La herida
Tu madre me convenció de tenerte. Yo tenía miedo.
La vida sin ti tenía la ligereza de una tarde de sábado. Un mundo a la medida
de dos, que unas veces se comprimía y otras se expandía, frágil corazón
latiendo. Unidos pero diferentes, cercanos y otros. Yo no sabía cómo querer que
vinieras. ¿Cómo desear lo desconocido? Un día le dije: si esperamos a que yo
quiera es posible que nunca ocurra, no sé si algún día querré, pero estoy
dispuesto a seguirte porque tú quieres, deberás tomarme de la mano y llevarme
allá. Y eso ocurrió: tu madre me tomó de la mano y yo me dejé llevar. Dejamos
de cuidarnos para evitar el embarazo. Hacer el amor era un vértigo, un salto de
fe, abrir los brazos y dejarse caer al vacío, correr por un bosque espeso
mientras la luz se va marchando.
La sangre puntual de cada mes nos decía que la
vida aún era la que conocíamos. Ella se entristecía y yo no sabía qué sentir.

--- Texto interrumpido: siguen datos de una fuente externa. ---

use super::config::TickSource;
use async_channel::{bounded, TrySendError};
use chrono::{Local, NaiveDateTime};
use gtk4::glib::{self, spawn_future_local, timeout_future, MainContext};
use std::time::Duration;
use tokio::runtime::Handle;
use tokio::time::{interval, MissedTickBehavior};

pub enum Ticker {
    Tokio {
        clock: tokio::task::JoinHandle<()>,
        sink: glib::JoinHandle<()>,
    },
    Glib(glib::JoinHandle<()>),
}

fn now() -> NaiveDateTime {
    Local::now().naive_local()
}

fn deliver<F: Fn(NaiveDateTime)>(on_tick: &F, now: NaiveDateTime) {
    // widgets may only be touched from the thread running the main loop
    debug_assert!(MainContext::ref_thread_default().is_owner());
    on_tick(now);
}

impl Ticker {
    /// Calls `on_tick` with the local time every `period`, always on the
    /// GTK main thread, until [`Ticker::stop`].
    pub fn start<F>(source: TickSource, period: Duration, on_tick: F) -> Self
    where
        F: Fn(NaiveDateTime) + 'static,
    {
        match (source, Handle::try_current()) {
            (TickSource::Tokio, Ok(runtime)) => {
                log::info!("ticking every {period:?} on the tokio runtime");
                Self::tokio(&runtime, period, on_tick)
            }
            (TickSource::Tokio, Err(err)) => {
                log::warn!("no tokio runtime ({err}), ticking on the main loop");
                Self::glib(period, on_tick)
            }
            (TickSource::Glib, _) => {
                log::info!("ticking every {period:?} on the main loop");
                Self::glib(period, on_tick)
            }
        }
    }

    fn tokio<F>(runtime: &Handle, period: Duration, on_tick: F) -> Self
    where
        F: Fn(NaiveDateTime) + 'static,
    {
        // one slot: a tick the main loop has not picked up yet is simply stale
        let (tx, rx) = bounded::<NaiveDateTime>(1);
        let clock = runtime.spawn(async move {
            let mut ticks = interval(period);
            ticks.set_missed_tick_behavior(MissedTickBehavior::Skip);
            loop {
                ticks.tick().await;
                match tx.try_send(now()) {
                    Ok(()) | Err(TrySendError::Full(_)) => {}
                    Err(TrySendError::Closed(_)) => break,
                }
            }
        });
        let sink = spawn_future_local(async move {
            while let Ok(now) = rx.recv().await {
                deliver(&on_tick, now);
            }
        });
        Ticker::Tokio { clock, sink }
    }

    fn glib<F>(period: Duration, on_tick: F) -> Self
    where
        F: Fn(NaiveDateTime) + 'static,
    {
        Ticker::Glib(spawn_future_local(async move {
            loop {
                timeout_future(period).await;
                deliver(&on_tick, now());
            }
        }))
    }

    pub fn stop(self) {
        match self {
            Ticker::Tokio { clock, sink } => {
                clock.abort();
                sink.abort();
            }
            Ticker::Glib(source) => source.abort(),
        }
        log::info!("ticker stopped");
    }
}
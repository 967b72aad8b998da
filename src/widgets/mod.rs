pub mod clock;
pub mod dial;
pub mod readout;
use crate::*;
use gtk::cairo::{self, Context, FontSlant, FontWeight};
use libs::clock_state::HandAngles;
use libs::config::FaceLayout;
use libs::face::{dial_angle, on_circle, FaceGeometry, TickKind};
use std::f64::consts::TAU;

type Rgb = (f64, f64, f64);

fn rgb(r: u8, g: u8, b: u8) -> Rgb {
    (r as f64 / 255.0, g as f64 / 255.0, b as f64 / 255.0)
}

fn source(cr: &Context, (r, g, b): Rgb) {
    cr.set_source_rgb(r, g, b);
}

/// Scales the logical face so it fills the smaller side of the area.
fn fit(cr: &Context, layout: &FaceLayout, width: i32, height: i32) {
    let side = width.min(height) as f64;
    cr.translate((width as f64 - side) / 2.0, (height as f64 - side) / 2.0);
    let scale = side / (2.0 * layout.radius);
    cr.scale(scale, scale);
    cr.translate(layout.radius - layout.center_x, layout.radius - layout.center_y);
}

fn draw_face(
    cr: &Context,
    face: &FaceGeometry,
    layout: &FaceLayout,
    font: &str,
) -> Result<(), cairo::Error> {
    let center = layout.center();
    cr.arc(center.x, center.y, layout.radius, 0.0, TAU);
    source(cr, rgb(30, 30, 30));
    cr.fill()?;

    cr.set_line_cap(cairo::LineCap::Round);
    for segment in face.segments() {
        source(
            cr,
            match segment.kind {
                TickKind::Minute => rgb(100, 100, 100),
                TickKind::Hour => rgb(128, 128, 128),
            },
        );
        cr.set_line_width(segment.width);
        cr.move_to(segment.start.x, segment.start.y);
        cr.line_to(segment.end.x, segment.end.y);
        cr.stroke()?;
    }

    cr.select_font_face(font, FontSlant::Normal, FontWeight::Bold);
    cr.set_font_size(layout.numeral_size);
    source(cr, rgb(224, 255, 255));
    for numeral in &face.numerals {
        let extents = cr.text_extents(&numeral.text)?;
        let corner = numeral.top_left(extents.width(), extents.height());
        // show_text starts at the baseline origin, not the ink box
        cr.move_to(corner.x - extents.x_bearing(), corner.y - extents.y_bearing());
        cr.show_text(&numeral.text)?;
    }
    Ok(())
}

fn hand(
    cr: &Context,
    layout: &FaceLayout,
    degrees: f64,
    length: f64,
    width: f64,
    color: Rgb,
) -> Result<(), cairo::Error> {
    let center = layout.center();
    // hand angles count from 12 o'clock, one unit per degree
    let tip = on_circle(center, length, dial_angle(degrees, 1.0));
    source(cr, color);
    cr.set_line_width(width);
    cr.move_to(center.x, center.y);
    cr.line_to(tip.x, tip.y);
    cr.stroke()
}

fn draw_hands(cr: &Context, angles: HandAngles, layout: &FaceLayout) -> Result<(), cairo::Error> {
    cr.set_line_cap(cairo::LineCap::Round);
    hand(cr, layout, angles.hour, layout.hour_hand_length, 6.0, rgb(240, 240, 240))?;
    hand(cr, layout, angles.minute, layout.minute_hand_length, 4.0, rgb(200, 200, 200))?;
    hand(cr, layout, angles.second, layout.second_hand_length, 2.0, rgb(255, 80, 80))?;
    let center = layout.center();
    cr.arc(center.x, center.y, 5.0, 0.0, TAU);
    source(cr, rgb(255, 80, 80));
    cr.fill()
}

#[derive(Clone)]
pub struct Dial {
    widget: Overlay,
    hands: DrawingArea,
    angles: Rc<Cell<HandAngles>>,
}

impl Dial {
    pub fn new(config: &Config) -> Self {
        let layout = Rc::new(config.layout.clone());
        let side = (layout.radius * 2.0).round() as i32;

        let face = DrawingArea::builder()
            .content_width(side)
            .content_height(side)
            .build();
        let geometry: Rc<RefCell<Option<FaceGeometry>>> = Rc::new(RefCell::new(None));
        face.connect_realize(clone!(
            #[strong] geometry,
            #[strong] layout,
            move |_| {
                geometry.replace(Some(FaceGeometry::build(&layout)));
            }
        ));
        face.connect_unrealize(clone!(
            #[strong] geometry,
            move |_| {
                geometry.replace(None);
            }
        ));
        let font = config.numeral_font.clone();
        face.set_draw_func(clone!(
            #[strong] layout,
            move |_, cr, width, height| {
                let mut geometry = geometry.borrow_mut();
                let face = geometry.get_or_insert_with(|| FaceGeometry::build(&layout));
                fit(cr, &layout, width, height);
                if let Err(err) = draw_face(cr, face, &layout, &font) {
                    log::warn!("failed to draw clock face: {err}");
                }
            }
        ));

        let angles = Rc::new(Cell::new(HandAngles::default()));
        let hands = DrawingArea::new();
        hands.set_draw_func(clone!(
            #[strong] angles,
            move |_, cr, width, height| {
                fit(cr, &layout, width, height);
                if let Err(err) = draw_hands(cr, angles.get(), &layout) {
                    log::warn!("failed to draw clock hands: {err}");
                }
            }
        ));

        let widget = Overlay::builder().child(&face).css_classes(["dial"]).build();
        widget.add_overlay(&hands);
        Self {
            widget,
            hands,
            angles,
        }
    }

    pub fn widget(&self) -> Overlay {
        self.widget.clone()
    }

    /// Only the hands layer is redrawn; the face stays cached.
    pub fn set_angles(&self, angles: HandAngles) {
        if self.angles.get() != angles {
            self.angles.set(angles);
            self.hands.queue_draw();
        }
    }
}
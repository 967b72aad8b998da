use crate::*;
use libs::clock_state::{Change, ClockViewModel};
use libs::observable::SubscriptionId;
use widgets::dial::Dial;
use widgets::readout;

#[derive(Clone)]
pub struct Clock {
    widget: Box,
    dial: Dial,
    reveal_dial: Revealer,
}

impl Clock {
    pub fn widget(&self) -> Box {
        self.widget.clone()
    }

    /// Shows or hides the dial. The date and time labels stay either way.
    pub fn set_show_clock(&self, show: bool) {
        self.reveal_dial.set_reveal_child(show);
    }

    pub fn shows_clock(&self) -> bool {
        self.reveal_dial.reveals_child()
    }

    /// Stateful `show-clock` action flipping the dial's visibility.
    pub fn show_clock_action(&self) -> gio::SimpleAction {
        let action =
            gio::SimpleAction::new_stateful("show-clock", None, &self.shows_clock().to_variant());
        action.connect_activate(clone!(
            #[strong(rename_to = clock)] self,
            move |action, _| {
                let shown = action
                    .state()
                    .and_then(|state| state.get::<bool>())
                    .unwrap_or(true);
                action.set_state(&(!shown).to_variant());
                clock.set_show_clock(!shown);
            }
        ));
        action
    }

    fn apply(&self, model: &ClockViewModel, change: &Change) {
        match change {
            Change::Date(date) => readout::show_date(&self.widget, date),
            Change::Time(time) => readout::show_time(&self.widget, time),
            Change::HourAngle(_) | Change::MinuteAngle(_) | Change::SecondAngle(_) => {
                self.dial.set_angles(model.angles())
            }
        }
    }

    fn refresh(&self, model: &ClockViewModel) {
        readout::show_date(&self.widget, &model.date());
        readout::show_time(&self.widget, &model.time());
        self.dial.set_angles(model.angles());
    }
}

/// Builds the clock view and keeps it bound to `model` while it is mapped.
pub fn new(config: &Config, model: Rc<ClockViewModel>) -> Clock {
    let widget = Box::new(Orientation::Vertical, 12);
    widget.add_css_class("clock");
    let dial = Dial::new(config);
    let reveal_dial = Revealer::builder()
        .transition_type(RevealerTransitionType::Crossfade)
        .transition_duration(250)
        .child(&dial.widget())
        .build();
    let readout = readout::new();
    widget.append(&reveal_dial);
    widget.append(&readout);
    let clock = Clock {
        widget,
        dial,
        reveal_dial,
    };
    clock.set_show_clock(config.show_clock);

    let subscription: Rc<Cell<Option<SubscriptionId>>> = Rc::new(Cell::new(None));
    clock.widget.connect_map(clone!(
        #[strong] model,
        #[strong] subscription,
        #[strong(rename_to = dial)] clock.dial,
        #[weak(rename_to = reveal_dial)] clock.reveal_dial,
        move |widget| {
            // a remap must not leave a second subscription behind
            if let Some(id) = subscription.take() {
                model.unsubscribe(id);
            }
            let clock = Clock {
                widget: widget.clone(),
                dial: dial.clone(),
                reveal_dial,
            };
            clock.refresh(&model);
            let weak_model = Rc::downgrade(&model);
            subscription.set(Some(model.subscribe(move |change| {
                if let Some(model) = weak_model.upgrade() {
                    clock.apply(&model, change);
                }
            })));
        }
    ));
    clock.widget.connect_unmap(move |_| {
        if let Some(id) = subscription.take() {
            model.unsubscribe(id);
        }
    });
    clock
}
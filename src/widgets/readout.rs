use crate::*;
use libs::lookup::{apply_or_retry, find_named_as, Idle};
use libs::markup::{date_runs, time_runs, to_markup};

pub const DATE_LABEL: &str = "clock-date";
pub const TIME_LABEL: &str = "clock-time";

pub fn new() -> Box {
    let widget = Box::new(Orientation::Vertical, 4);
    widget.add_css_class("readout");
    for (name, class) in [(DATE_LABEL, "date"), (TIME_LABEL, "time")] {
        let label = Label::builder().name(name).css_classes([class]).build();
        widget.append(&label);
    }
    widget
}

fn show(root: &Box, name: &'static str, markup: String) {
    apply_or_retry(
        clone!(
            #[weak] root,
            #[upgrade_or] None,
            move || find_named_as::<Label>(&root, name)
        ),
        move |label: Label| label.set_markup(&markup),
        &Idle,
    );
}

/// Renders `date` into the date label found under `root`.
pub fn show_date(root: &Box, date: &str) {
    show(root, DATE_LABEL, to_markup(&date_runs(date)));
}

pub fn show_time(root: &Box, time: &str) {
    show(root, TIME_LABEL, to_markup(&time_runs(time)));
}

Tristeza, alivio, esperanza. Luego ocurrió que mientras yo viajaba fuera de la
ciudad de pronto sentí algo extraño: el mundo se alejó de mí o quizá yo me
alejé del mundo, no demasiado, un par de pasos nada más, pero esos pasos fueron
suficientes para el extrañamiento. Veía el mundo pero no era parte de él, sino
solo su testigo. Las cosas y las personas estaban allí, ante mí, pero como tras
una cortina de bruma, no del todo reales. Se parecía a soñar y saber que
sueñas. La realidad, si tal cosa existe, se suspendió por un momento. Más tarde
vino la migraña y la náusea insoportable, poco a poco lo real volvió a hacerse presente,
avancé hacia el mundo un paso y luego otro. Regresé.
Unos días después, luego de un concierto, Mónica, mi Otra, entró al baño para hacerse otra prueba de embarazo. Salió de allí con los ojos grandes. Dio positivo. Habías llegado. O no, más bien en ese momento lo supimos, pero algo en mí lo supo antes, durante el viaje, cuando la bruma y el extrañamiento. No sé qué sentí, o quizá lo que sentí no tiene nombre.
Miedoalegríaternuraincertidumbredolorasombropequeñez.
No recuerdo cómo dormí aquella noche. Lo que acababa de ocurrir me superaba. Al día siguiente busqué en un libro del poeta chileno Gonzalo Rojas las palabras que pudieran decir lo que pasaba, sabía que las había leído antes. Las encontré.
“No. Tu raíz
es una estrella más pura que el peligro.
Es el
encuentro de dos rayos en lo alto de la tormenta.
Es el hallazgo
de la llave que te abrió la existencia y el presidio (...)
Tu madre y yo
dormíamos cuando nos gritaste: “Heme aquí”.
“¿Qué esperáis
a arrullarme en las ruedas de vuestra fuga?”
“¿Qué esperáis
a participarme vuestro fuego?”
“Yo soy el
invitado que aguardabais antes de ser ceniza”.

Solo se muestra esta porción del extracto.